What is behavioral design?
Explore its influence on sport and training.
Author: Martin Hermansen
Much focus has, rightly, been giving to what happens in training sessions. Which methods to use and how to improve the training itself. However, athletes on all levels have experienced having an off day because of something in their personal lives. Therefore, this will focus on how athletes use behavioral and cognitive techniques outside of training sessions to improve performance.
Applied behavior analysis
One of these techniques is the applied behavior analysis (ABA for short). ABA is based on behaviorist views of conditioning and reinforcement and its goal is to create good habits and develop skills and decrease harmful habits. To create these habits following steps can be taken:
1. Using rewards for positive reinforcement
It’s important to note that a reward is not necessarily a material thing. One could certainly be rewarded by cooking a nice meal or having a snack, but for most athletes doing this regularly would be counterproductive for performance. Instead, it is recommendable to reward oneself with quality time with family or loved ones or doing an exciting hobby. The easiest way to do this would be by setting clear achievable goals. The joy of being able to run at a certain pace, lift a certain amount of weight or perform a new technique correctly will for many be rewarding and motivating.
2. Giving yourself consistent feedback.
This is about being persistent in the rewards you give yourself. This will both allow you to create long lasting habits and increase performance if done correctly. This also comes back to realistic achievable goal setting. If you create a training regimen that from session to session allows you to work towards a larger goal while achieving smaller ones this will create the consistent feedback and hopefully also give you a feeling of accomplishment which will make it easier to keep up the motivation for continuing. If you on the other hand want to master a complex movement the movement can be broken into steps and mastered allowing for a sense of accomplishment after mastering each minor step.
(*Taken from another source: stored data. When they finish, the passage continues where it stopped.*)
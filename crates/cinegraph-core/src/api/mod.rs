//! Transport to the remote reasoning service

mod client;
mod error;
mod wire;

#[cfg(test)]
pub(crate) mod testing;

use async_trait::async_trait;

use crate::state::{AssistantReply, DashboardStats};

pub use client::GraphRagClient;
pub use error::TransportError;
pub use wire::HealthReport;

/// The operations the session and dashboard need from the service.
///
/// Every call is a single attempt: no retries, caching or deduplication.
#[async_trait]
pub trait GraphService: Send + Sync {
    /// `POST /ask`
    async fn query(&self, text: &str) -> Result<AssistantReply, TransportError>;

    /// `GET /graph-info`
    async fn fetch_stats(&self) -> Result<DashboardStats, TransportError>;

    /// `GET /` liveness probe
    async fn health(&self) -> Result<HealthReport, TransportError>;
}
//! Scripted `GraphService` for exercising the session and dashboard without a network

use std::collections::VecDeque;
use std::sync::atomic::{AtomicUsize, Ordering};
use std::sync::{Arc, Mutex};

use async_trait::async_trait;
use tokio::sync::Notify;

use super::{GraphService, HealthReport, TransportError};
use crate::state::{AssistantReply, DashboardStats};

#[derive(Default)]
pub(crate) struct ScriptedService {
    replies: Mutex<VecDeque<Result<AssistantReply, TransportError>>>,
    stats: Mutex<VecDeque<Result<DashboardStats, TransportError>>>,
    gate: Option<Arc<Notify>>,
    panic_on_query: bool,
    query_calls: AtomicUsize,
    stats_calls: AtomicUsize,
    completed: AtomicUsize,
    queries: Mutex<Vec<String>>,
}

impl ScriptedService {
    pub fn new() -> Self {
        Self::default()
    }

    pub fn reply(self, reply: AssistantReply) -> Self {
        self.replies.lock().unwrap().push_back(Ok(reply));
        self
    }

    pub fn fail_query(self, err: TransportError) -> Self {
        self.replies.lock().unwrap().push_back(Err(err));
        self
    }

    pub fn stats(self, stats: DashboardStats) -> Self {
        self.stats.lock().unwrap().push_back(Ok(stats));
        self
    }

    pub fn fail_stats(self, err: TransportError) -> Self {
        self.stats.lock().unwrap().push_back(Err(err));
        self
    }

    pub fn panicking(mut self) -> Self {
        self.panic_on_query = true;
        self
    }

    /// Hold every call open until the returned `Notify` is signalled once per call
    pub fn gated(mut self) -> (Self, Arc<Notify>) {
        let gate = Arc::new(Notify::new());
        self.gate = Some(Arc::clone(&gate));
        (self, gate)
    }

    pub fn query_calls(&self) -> usize {
        self.query_calls.load(Ordering::SeqCst)
    }

    pub fn stats_calls(&self) -> usize {
        self.stats_calls.load(Ordering::SeqCst)
    }

    /// Calls that got past the gate and produced a result
    pub fn completed(&self) -> usize {
        self.completed.load(Ordering::SeqCst)
    }

    pub fn queries(&self) -> Vec<String> {
        self.queries.lock().unwrap().clone()
    }

    async fn wait_for_gate(&self) {
        if let Some(gate) = &self.gate {
            gate.notified().await;
        }
    }
}

#[async_trait]
impl GraphService for ScriptedService {
    async fn query(&self, text: &str) -> Result<AssistantReply, TransportError> {
        self.query_calls.fetch_add(1, Ordering::SeqCst);
        self.queries.lock().unwrap().push(text.to_string());
        self.wait_for_gate().await;

        if self.panic_on_query {
            panic!("scripted query panic");
        }

        let next = self.replies.lock().unwrap().pop_front();
        self.completed.fetch_add(1, Ordering::SeqCst);
        next.unwrap_or_else(|| Err(TransportError::Network("no scripted reply".to_string())))
    }

    async fn fetch_stats(&self) -> Result<DashboardStats, TransportError> {
        self.stats_calls.fetch_add(1, Ordering::SeqCst);
        self.wait_for_gate().await;

        let next = self.stats.lock().unwrap().pop_front();
        self.completed.fetch_add(1, Ordering::SeqCst);
        next.unwrap_or_else(|| Err(TransportError::Network("no scripted stats".to_string())))
    }

    async fn health(&self) -> Result<HealthReport, TransportError> {
        Ok(HealthReport {
            status: "healthy".to_string(),
            neo4j_connected: true,
            llm_available: true,
        })
    }
}
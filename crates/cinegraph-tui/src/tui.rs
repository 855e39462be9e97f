use std::io::{self, Stderr};
use std::thread::{self, ThreadId};
use std::time::Duration;

use anyhow::Result;
use crossterm::{
    event::{DisableMouseCapture, EnableMouseCapture, Event, EventStream, KeyEvent, KeyEventKind, MouseEvent},
    execute,
    terminal::{disable_raw_mode, enable_raw_mode, EnterAlternateScreen, LeaveAlternateScreen},
};
use futures_util::StreamExt;
use ratatui::{backend::CrosstermBackend, Terminal};
use tokio::sync::mpsc;

pub type Tui = Terminal<CrosstermBackend<Stderr>>;

#[derive(Debug)]
pub enum AppEvent {
    Key(KeyEvent),
    Mouse(MouseEvent),
    Resize,
    /// Drives the loading animation and completion polling
    Tick,
}

/// Merges terminal input and the tick timer into one channel
pub struct EventHandler {
    rx: mpsc::UnboundedReceiver<AppEvent>,
    task: tokio::task::JoinHandle<()>,
}

impl EventHandler {
    pub fn new(tick_rate: Duration) -> Self {
        let (tx, rx) = mpsc::unbounded_channel();

        let task = tokio::spawn(async move {
            let mut reader = EventStream::new();
            let mut ticker = tokio::time::interval(tick_rate);

            loop {
                let event = tokio::select! {
                    _ = ticker.tick() => Some(AppEvent::Tick),
                    maybe_event = reader.next() => match maybe_event {
                        // Only key presses, not releases or repeats
                        Some(Ok(Event::Key(key))) if key.kind == KeyEventKind::Press => Some(AppEvent::Key(key)),
                        Some(Ok(Event::Mouse(mouse))) => Some(AppEvent::Mouse(mouse)),
                        Some(Ok(Event::Resize(_, _))) => Some(AppEvent::Resize),
                        Some(Ok(_)) => None,
                        Some(Err(err)) => {
                            tracing::warn!(error = %err, "terminal event stream failed");
                            break;
                        }
                        None => break,
                    },
                };

                if let Some(event) = event {
                    if tx.send(event).is_err() {
                        break;
                    }
                }
            }
        });

        Self { rx, task }
    }

    pub async fn next(&mut self) -> Option<AppEvent> {
        self.rx.recv().await
    }
}

impl Drop for EventHandler {
    fn drop(&mut self) {
        self.task.abort();
    }
}

/// Whether a panic on the current thread takes down the UI.
/// Panics in spawned tasks are caught by their `JoinHandle` and the UI keeps running.
fn owns_terminal(ui_thread: ThreadId) -> bool {
    thread::current().id() == ui_thread
}

/// Enter raw mode and the alternate screen. Installs a panic hook that puts the terminal back.
pub fn init() -> Result<Tui> {
    let ui_thread = thread::current().id();
    let original_hook = std::panic::take_hook();
    std::panic::set_hook(Box::new(move |panic_info| {
        if owns_terminal(ui_thread) {
            let _ = restore();
        }
        original_hook(panic_info);
    }));

    enable_raw_mode()?;
    execute!(io::stderr(), EnterAlternateScreen, EnableMouseCapture)?;

    Ok(Terminal::new(CrosstermBackend::new(io::stderr()))?)
}

pub fn restore() -> Result<()> {
    execute!(io::stderr(), DisableMouseCapture, LeaveAlternateScreen)?;
    disable_raw_mode()?;
    Ok(())
}
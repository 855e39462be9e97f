pub mod api;
pub mod config;
pub mod dashboard;
pub mod session;
pub mod state;

// Re-export main types for convenience
pub use api::{GraphRagClient, GraphService, HealthReport, TransportError};
pub use config::Config;
pub use dashboard::{Dashboard, DashboardState};
pub use session::{Session, ERROR_MESSAGE};
pub use state::{AssistantReply, ConversationEntry, DashboardStats, EntryRole, SessionStatus, ToolCall};
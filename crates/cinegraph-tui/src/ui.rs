use ratatui::{
    Frame,
    layout::{Alignment, Constraint, Layout, Rect},
    style::{Color, Modifier, Style, Stylize},
    text::{Line, Span, Text},
    widgets::{Block, Borders, Paragraph, Wrap},
};
use cinegraph_core::{ConversationEntry, DashboardState, DashboardStats, EntryRole, ToolCall};
use crate::app::{App, InputMode, STARTER_QUESTIONS, Screen, ServiceHealth};

/// Parse a line of text and convert **bold** markdown to styled spans
fn parse_markdown_line(text: &str) -> Line<'static> {
    let mut spans: Vec<Span<'static>> = Vec::new();
    let mut rest = text;

    while let Some(open) = rest.find("**") {
        let after_open = &rest[open + 2..];
        let Some(close) = after_open.find("**") else {
            break;
        };

        if open > 0 {
            spans.push(Span::raw(rest[..open].to_string()));
        }
        let bold = &after_open[..close];
        if bold.is_empty() {
            spans.push(Span::raw("****"));
        } else {
            spans.push(Span::styled(
                bold.to_string(),
                Style::default().add_modifier(Modifier::BOLD),
            ));
        }
        rest = &after_open[close + 2..];
    }

    // No closing **, or plain text after the last bold run
    if !rest.is_empty() {
        spans.push(Span::raw(rest.to_string()));
    }

    Line::from(spans)
}

/// Tool name with its argument, shortened so one call stays on one line
fn tool_label(call: &ToolCall) -> String {
    const MAX_INPUT: usize = 40;
    match call.input.as_deref() {
        Some(input) if input.chars().count() > MAX_INPUT => {
            let short: String = input.chars().take(MAX_INPUT - 1).collect();
            format!("{}({short}…)", call.tool_name)
        }
        Some(input) => format!("{}({input})", call.tool_name),
        None => call.tool_name.clone(),
    }
}

pub fn render(app: &mut App, frame: &mut Frame) {
    let area = frame.area();

    // Main layout: header, body, footer
    let [header_area, body_area, footer_area] = Layout::vertical([
        Constraint::Length(1),
        Constraint::Min(0),
        Constraint::Length(1),
    ])
    .areas(area);

    render_header(app, frame, header_area);

    match app.screen {
        Screen::Assistant => render_assistant_screen(app, frame, body_area),
        Screen::DataHub => render_data_hub_screen(app, frame, body_area),
    }

    render_footer(app, frame, footer_area);
}

fn render_header(app: &App, frame: &mut Frame, area: Rect) {
    let tab = |label: &'static str, active: bool| {
        if active {
            Span::styled(format!(" {label} "), Style::default().bg(Color::Blue).fg(Color::White).bold())
        } else {
            Span::styled(format!(" {label} "), Style::default().fg(Color::Gray))
        }
    };

    let (health_text, health_color) = match app.health {
        ServiceHealth::Checking => ("● checking", Color::DarkGray),
        ServiceHealth::Online => ("● service online", Color::Green),
        ServiceHealth::Degraded => ("● service degraded", Color::Yellow),
        ServiceHealth::Offline => ("● service offline", Color::Red),
    };

    let title = Line::from(vec![
        Span::styled(" Movie Assistant ", Style::default().fg(Color::Cyan).bold()),
        tab("Assistant", app.screen == Screen::Assistant),
        tab("Data Hub", app.screen == Screen::DataHub),
        Span::raw("  "),
        Span::styled(health_text, Style::default().fg(health_color)),
        Span::raw(" "),
        Span::styled(
            format!("v{}", env!("CARGO_PKG_VERSION")),
            Style::default().fg(Color::DarkGray),
        ),
    ]);

    let header = Paragraph::new(title).style(Style::default().bg(Color::Black));
    frame.render_widget(header, area);
}

fn render_footer(app: &App, frame: &mut Frame, area: Rect) {
    let mode_style = match app.input_mode {
        InputMode::Normal => Style::default().bg(Color::Blue).fg(Color::White),
        InputMode::Editing => Style::default().bg(Color::Yellow).fg(Color::Black),
    };

    let mode_text = match app.screen {
        Screen::Assistant => " ASSISTANT ",
        Screen::DataHub => " DATA HUB ",
    };

    // Key style: dark background with bright text for visibility on both light/dark terminals
    let key_style = Style::default().bg(Color::DarkGray).fg(Color::White);
    let label_style = Style::default().bg(Color::Black).fg(Color::White);
    let hint = |key: &'static str, label: &'static str| {
        [
            Span::styled(format!(" {key} "), key_style),
            Span::styled(format!(" {label} "), label_style),
        ]
    };

    let hints: Vec<Span> = match (app.screen, app.input_mode) {
        (Screen::Assistant, InputMode::Editing) => [
            hint("Enter", "send"),
            hint("Esc", "stop typing"),
            hint("Tab", "data hub"),
        ]
        .concat(),
        (Screen::Assistant, InputMode::Normal) => {
            let mut hints = [hint("i", "type"), hint("j/k", "scroll"), hint("G", "latest")].concat();
            if app.session.log().is_empty() {
                hints.extend(hint("1-4", "suggestion"));
            }
            hints.extend([hint("Tab", "data hub"), hint("q", "quit")].concat());
            hints
        }
        (Screen::DataHub, _) => [hint("r", "refresh"), hint("Tab", "assistant"), hint("q", "quit")].concat(),
    };

    let footer_content = Line::from(
        vec![
            Span::styled(mode_text, mode_style),
            Span::styled(" ", label_style),
        ]
        .into_iter()
        .chain(hints)
        .collect::<Vec<_>>(),
    );

    let footer = Paragraph::new(footer_content).style(Style::default().bg(Color::Black));
    frame.render_widget(footer, area);
}

fn entry_lines(entry: &ConversationEntry) -> Vec<Line<'static>> {
    let mut lines: Vec<Line> = Vec::new();

    match entry.role() {
        EntryRole::User => {
            lines.push(Line::from(Span::styled(
                "You:",
                Style::default().fg(Color::Cyan).add_modifier(Modifier::BOLD),
            )));
            lines.push(Line::from(entry.content().to_string()));
        }
        EntryRole::Assistant => {
            lines.push(Line::from(Span::styled(
                "Assistant:",
                Style::default().fg(Color::Yellow).add_modifier(Modifier::BOLD),
            )));
            for line in entry.content().lines() {
                lines.push(parse_markdown_line(line));
            }

            let meta_style = Style::default().fg(Color::DarkGray);
            if !entry.tool_calls().is_empty() {
                let tools: Vec<String> = entry.tool_calls().iter().map(tool_label).collect();
                lines.push(Line::from(Span::styled(format!("  tools: {}", tools.join(" · ")), meta_style)));
            }
            for step in entry.reasoning() {
                lines.push(Line::from(Span::styled(
                    format!("  › {step}"),
                    meta_style.add_modifier(Modifier::ITALIC),
                )));
            }

            let mut stats = Vec::new();
            if let Some(secs) = entry.execution_time_secs() {
                stats.push(format!("{secs:.2}s"));
            }
            if let Some(count) = entry.context_used() {
                stats.push(format!("{count} context"));
            }
            if !stats.is_empty() {
                lines.push(Line::from(Span::styled(format!("  {}", stats.join(" · ")), meta_style)));
            }
        }
        EntryRole::Error => {
            lines.push(Line::from(Span::styled(
                "Error:",
                Style::default().fg(Color::Red).add_modifier(Modifier::BOLD),
            )));
            lines.push(Line::from(Span::styled(
                entry.content().to_string(),
                Style::default().fg(Color::Red),
            )));
        }
    }

    lines.push(Line::default());
    lines
}

fn render_assistant_screen(app: &mut App, frame: &mut Frame, area: Rect) {
    let [chat_area, input_area] = Layout::vertical([
        Constraint::Min(0),
        Constraint::Length(3),
    ])
    .areas(area);

    let inner_width = chat_area.width.saturating_sub(2);
    app.chat_height = chat_area.height.saturating_sub(2);

    let chat_block = Block::default()
        .borders(Borders::ALL)
        .border_style(Style::default().fg(Color::DarkGray))
        .title(format!(" {} ", app.api_base_url));

    let lines: Vec<Line> = if app.session.log().is_empty() && !app.session.is_loading() {
        let mut lines = vec![
            Line::from(Span::styled("Cinema Intelligence", Style::default().fg(Color::Cyan).bold())),
            Line::from(Span::styled(
                "Ask about plots, actors, or graph connections in the movie universe.",
                Style::default().fg(Color::DarkGray),
            )),
            Line::default(),
        ];
        for (i, question) in STARTER_QUESTIONS.iter().enumerate() {
            lines.push(Line::from(vec![
                Span::styled(format!(" {} ", i + 1), Style::default().bg(Color::DarkGray).fg(Color::White)),
                Span::raw(format!(" {question}")),
            ]));
        }
        lines
    } else {
        let mut lines: Vec<Line> = app.session.log().iter().flat_map(entry_lines).collect();

        if app.session.is_loading() {
            lines.push(Line::from(Span::styled(
                "Assistant:",
                Style::default().fg(Color::Yellow).add_modifier(Modifier::BOLD),
            )));
            // Animated ellipsis: cycles through ".", "..", "..."
            let dots = ".".repeat((app.animation_frame as usize) + 1);
            lines.push(Line::from(Span::styled(
                format!("Thinking{}", dots),
                Style::default().fg(Color::DarkGray).add_modifier(Modifier::ITALIC),
            )));
        }
        lines
    };

    let chat = Paragraph::new(Text::from(lines)).wrap(Wrap { trim: false });

    // Clamp scrolling to the wrapped content; follow the newest entry unless the user scrolled up
    let total = u16::try_from(chat.line_count(inner_width)).unwrap_or(u16::MAX);
    let max_scroll = total.saturating_sub(app.chat_height);
    if app.follow_tail || app.chat_scroll >= max_scroll {
        app.chat_scroll = max_scroll;
        app.follow_tail = true;
    }

    let chat = chat.block(chat_block).scroll((app.chat_scroll, 0));
    frame.render_widget(chat, chat_area);

    render_input(app, frame, input_area);
}

fn render_input(app: &App, frame: &mut Frame, area: Rect) {
    let editing = app.input_mode == InputMode::Editing;
    let border_color = if editing { Color::Yellow } else { Color::DarkGray };
    let title = if app.session.is_loading() {
        Line::from(" Ask (waiting for the current answer) ")
    } else if let Some(banner) = app.session.error_banner() {
        Line::from(vec![
            Span::raw(" Ask "),
            Span::styled(format!("· {banner} "), Style::default().fg(Color::Red)),
        ])
    } else {
        Line::from(" Ask ")
    };

    let input_block = Block::default()
        .borders(Borders::ALL)
        .border_style(Style::default().fg(border_color))
        .title(title);

    // Horizontal scroll keeps the cursor inside the box
    let inner_width = area.width.saturating_sub(2) as usize;
    let cursor_pos = app.query_cursor;
    let scroll_offset = if inner_width > 0 && cursor_pos >= inner_width {
        cursor_pos - inner_width + 1
    } else {
        0
    };

    let visible_text: String = app.query_input
        .chars()
        .skip(scroll_offset)
        .take(inner_width)
        .collect();

    let input = Paragraph::new(visible_text)
        .style(Style::default().fg(Color::Cyan))
        .block(input_block);
    frame.render_widget(input, area);

    if editing {
        let cursor_x = (cursor_pos - scroll_offset) as u16;
        frame.set_cursor_position((area.x + cursor_x + 1, area.y + 1));
    }
}

fn render_data_hub_screen(app: &App, frame: &mut Frame, area: Rect) {
    let state = app.dashboard.as_ref().map(|d| *d.state()).unwrap_or(DashboardState::Loading);

    match state {
        DashboardState::Loading => {
            let dots = ".".repeat((app.animation_frame as usize) + 1);
            let text = Paragraph::new(format!("Querying knowledge graph{dots}"))
                .style(Style::default().fg(Color::DarkGray))
                .alignment(Alignment::Center)
                .block(Block::default().borders(Borders::ALL).title(" Data Hub "));
            frame.render_widget(text, area);
        }
        DashboardState::Failed => {
            let text = Paragraph::new(vec![
                Line::from(Span::styled("Sync Interrupted", Style::default().fg(Color::Red).bold())),
                Line::default(),
                Line::from("The movie database is currently unavailable."),
                Line::from(Span::styled("Press r to try again.", Style::default().fg(Color::DarkGray))),
            ])
            .alignment(Alignment::Center)
            .block(Block::default().borders(Borders::ALL).title(" Data Hub "));
            frame.render_widget(text, area);
        }
        DashboardState::Ready(stats) => render_stats(&stats, frame, area),
    }
}

fn render_stats(stats: &DashboardStats, frame: &mut Frame, area: Rect) {
    let [tiles_area, note_area] = Layout::vertical([
        Constraint::Length(5),
        Constraint::Min(0),
    ])
    .areas(area);

    let tiles = Layout::horizontal([Constraint::Ratio(1, 4); 4]).split(tiles_area);
    let metrics = [
        ("Movies", stats.movie_count, Color::Blue),
        ("Entities", stats.entity_count, Color::Magenta),
        ("Genres", stats.genre_count, Color::Green),
        ("Connections", stats.relationship_count, Color::Yellow),
    ];

    for ((label, value, color), tile) in metrics.into_iter().zip(tiles.iter()) {
        let block = Block::default()
            .borders(Borders::ALL)
            .border_style(Style::default().fg(color))
            .title(format!(" {label} "));
        let text = Paragraph::new(Line::from(Span::styled(
            value.to_string(),
            Style::default().fg(color).add_modifier(Modifier::BOLD),
        )))
        .alignment(Alignment::Center)
        .block(block);
        frame.render_widget(text, *tile);
    }

    let note = Paragraph::new(
        "Every connection is a semantic or professional link between movies, people and genres.",
    )
    .style(Style::default().fg(Color::DarkGray))
    .wrap(Wrap { trim: true })
    .block(Block::default().borders(Borders::TOP).title(" Graph Network "));
    frame.render_widget(note, note_area);
}
use serde::{Deserialize, Serialize};
use std::fs;
use std::path::{Path, PathBuf};
use std::time::Duration;
use anyhow::{Context, Result, anyhow};

pub const DEFAULT_API_BASE_URL: &str = "http://localhost:8000";
pub const API_URL_ENV: &str = "CINEGRAPH_API_URL";
pub const TIMEOUT_ENV: &str = "CINEGRAPH_TIMEOUT_SECS";

#[derive(Serialize, Deserialize, Debug, Clone, PartialEq, Eq)]
#[serde(default)]
pub struct Config {
    pub api_base_url: String,
    /// Per-request timeout. `None` lets a request run until it completes or fails.
    pub request_timeout_secs: Option<u64>,
}

impl Default for Config {
    fn default() -> Self {
        Self {
            api_base_url: DEFAULT_API_BASE_URL.to_string(),
            request_timeout_secs: None,
        }
    }
}

impl Config {
    pub fn new() -> Self {
        Self::default()
    }

    /// Defaults, then the config file, then environment overrides
    pub fn load() -> Result<Self> {
        let config_path = Self::get_config_path()?;
        let mut config = Self::load_from(&config_path)?;
        config.apply_env();
        Ok(config)
    }

    /// Read a config file. A missing file yields the defaults; a malformed one is an error.
    pub fn load_from(path: &Path) -> Result<Self> {
        if !path.exists() {
            return Ok(Self::new());
        }

        let config_content = fs::read_to_string(path)
            .with_context(|| format!("reading {}", path.display()))?;
        let config: Config = serde_json::from_str(&config_content)
            .with_context(|| format!("parsing {}", path.display()))?;
        Ok(config)
    }

    pub fn save(&self) -> Result<()> {
        self.save_to(&Self::get_config_path()?)
    }

    pub fn save_to(&self, path: &Path) -> Result<()> {
        if let Some(parent) = path.parent() {
            fs::create_dir_all(parent)?;
        }

        let config_content = serde_json::to_string_pretty(self)?;
        fs::write(path, config_content)?;
        Ok(())
    }

    pub fn exists() -> bool {
        Self::get_config_path().map(|p| p.exists()).unwrap_or(false)
    }

    pub fn apply_env(&mut self) {
        self.apply_overrides(
            std::env::var(API_URL_ENV).ok(),
            std::env::var(TIMEOUT_ENV).ok(),
        );
    }

    fn apply_overrides(&mut self, api_url: Option<String>, timeout: Option<String>) {
        if let Some(url) = api_url.filter(|u| !u.trim().is_empty()) {
            self.api_base_url = url.trim().to_string();
        }

        if let Some(raw) = timeout {
            match raw.trim().parse::<u64>() {
                Ok(0) => self.request_timeout_secs = None,
                Ok(secs) => self.request_timeout_secs = Some(secs),
                Err(_) => tracing::warn!(var = TIMEOUT_ENV, value = %raw, "ignoring unparsable timeout override"),
            }
        }
    }

    /// Base URL without trailing slashes, ready to have `/ask` appended
    pub fn base_url(&self) -> &str {
        self.api_base_url.trim_end_matches('/')
    }

    pub fn request_timeout(&self) -> Option<Duration> {
        self.request_timeout_secs.map(Duration::from_secs)
    }

    fn get_config_path() -> Result<PathBuf> {
        let config_dir = dirs::config_dir()
            .ok_or_else(|| anyhow!("Could not determine config directory"))?;

        Ok(config_dir.join("cinegraph").join("config.json"))
    }
}
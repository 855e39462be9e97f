use std::sync::Arc;

use futures_util::FutureExt;
use tokio::task::JoinHandle;
use tracing::{info, warn};

use cinegraph_core::{Dashboard, GraphService, HealthReport, Session, TransportError};

pub const STARTER_QUESTIONS: [&str; 4] = [
    "Highest rated 90s sci-fi",
    "Who did Christopher Nolan direct?",
    "Movies like Inception",
    "Cast of The Matrix",
];

#[derive(Debug, Clone, Copy, PartialEq, Eq)]
pub enum Screen {
    Assistant,
    DataHub,
}

#[derive(Debug, Clone, Copy, PartialEq, Eq)]
pub enum InputMode {
    Normal,
    Editing,
}

/// Header indicator fed by the one-off liveness probe
#[derive(Debug, Clone, Copy, PartialEq, Eq)]
pub enum ServiceHealth {
    Checking,
    Online,
    Degraded,
    Offline,
}

pub struct App {
    // Core state
    pub should_quit: bool,
    pub screen: Screen,
    pub input_mode: InputMode,

    // Chat view state (the conversation itself lives in `session`)
    pub query_input: String,
    pub query_cursor: usize, // cursor position in query_input, in chars
    pub chat_scroll: u16,
    pub chat_height: u16, // Height of chat area for scroll calculations
    pub follow_tail: bool, // Keep the newest entry in view

    pub session: Session,
    /// Present only while the Data Hub is on screen
    pub dashboard: Option<Dashboard>,

    pub health: ServiceHealth,
    health_task: Option<JoinHandle<Result<HealthReport, TransportError>>>,

    // Animation state
    pub animation_frame: u8, // 0-2 for ellipsis animation

    pub api_base_url: String,
    service: Arc<dyn GraphService>,
}

impl App {
    /// Must be called from within a Tokio runtime; starts the health probe.
    pub fn new(service: Arc<dyn GraphService>, api_base_url: String) -> Self {
        let probe = Arc::clone(&service);
        let health_task = tokio::spawn(async move { probe.health().await });

        Self {
            should_quit: false,
            screen: Screen::Assistant,
            input_mode: InputMode::Editing,
            query_input: String::new(),
            query_cursor: 0,
            chat_scroll: 0,
            chat_height: 0,
            follow_tail: true,
            session: Session::new(Arc::clone(&service)),
            dashboard: None,
            health: ServiceHealth::Checking,
            health_task: Some(health_task),
            animation_frame: 0,
            api_base_url,
            service,
        }
    }

    pub fn show_assistant(&mut self) {
        self.screen = Screen::Assistant;
        // Unmounting drops the dashboard along with any fetch in flight
        self.dashboard = None;
    }

    pub fn show_data_hub(&mut self) {
        self.screen = Screen::DataHub;
        self.input_mode = InputMode::Normal;
        self.dashboard = Some(Dashboard::mount(Arc::clone(&self.service)));
    }

    pub fn toggle_screen(&mut self) {
        match self.screen {
            Screen::Assistant => self.show_data_hub(),
            Screen::DataHub => self.show_assistant(),
        }
    }

    pub fn reload_dashboard(&mut self) {
        if let Some(dashboard) = self.dashboard.as_mut() {
            dashboard.load();
        }
    }

    /// Hand the input to the session; the buffer is only cleared if it was accepted
    pub fn submit_query(&mut self) -> bool {
        if !self.session.submit(&self.query_input) {
            return false;
        }

        self.query_input.clear();
        self.query_cursor = 0;
        self.follow_tail = true;
        true
    }

    pub fn use_starter_question(&mut self, idx: usize) {
        if !self.session.log().is_empty() {
            return;
        }
        if let Some(question) = STARTER_QUESTIONS.get(idx) {
            self.query_input = question.to_string();
            self.query_cursor = self.query_input.chars().count();
            self.input_mode = InputMode::Editing;
        }
    }

    /// Called on every timer tick: advance the animation and apply finished requests
    pub fn tick(&mut self) {
        if self.session.is_loading() || self.dashboard.as_ref().is_some_and(Dashboard::is_loading) {
            self.animation_frame = (self.animation_frame + 1) % 3;
        }

        if self.session.poll() {
            self.follow_tail = true;
        }
        if let Some(dashboard) = self.dashboard.as_mut() {
            dashboard.poll();
        }
        self.poll_health();
    }

    fn poll_health(&mut self) {
        let outcome = match self.health_task.as_mut() {
            Some(task) => match task.now_or_never() {
                Some(outcome) => outcome,
                None => return,
            },
            None => return,
        };
        self.health_task = None;

        self.health = match outcome {
            Ok(Ok(report)) if report.is_healthy() => ServiceHealth::Online,
            Ok(Ok(report)) => {
                info!(
                    neo4j = report.neo4j_connected,
                    llm = report.llm_available,
                    "reasoning service is degraded"
                );
                ServiceHealth::Degraded
            }
            Ok(Err(err)) => {
                warn!(error = %err, "health probe failed");
                ServiceHealth::Offline
            }
            Err(err) => {
                warn!(error = %err, "health probe task ended without a result");
                ServiceHealth::Offline
            }
        };
    }

    pub fn scroll_up(&mut self, lines: u16) {
        self.follow_tail = false;
        self.chat_scroll = self.chat_scroll.saturating_sub(lines);
    }

    pub fn scroll_down(&mut self, lines: u16) {
        self.chat_scroll = self.chat_scroll.saturating_add(lines);
    }
}

impl Drop for App {
    fn drop(&mut self) {
        if let Some(task) = self.health_task.take() {
            task.abort();
        }
    }
}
3. Giving yourself a time out when performing poorly.
This is not meant to punish yourself for a bad training session, but to increase your focus and decrease the habituation of poor workout habits. So, if you can feel yourself loosing focus during training it can be helpful to remove yourself from the situation by taking a small break and return a few minutes later. This can help in lessening the chance of creating returning situations where training is completed on ‘auto-pilot’. For most, if not all, it is important to maintain proper technique and progress, which is much harder without focus.
To summarize these behavioral principles and make them applicable some of the most important things is to be realistic about your own performance. Set achievable goals that will help you in making overall progress. Be mindful of your training, remember to reward yourself for a job well done, and most important of all you should remember to enjoy the process and what you do.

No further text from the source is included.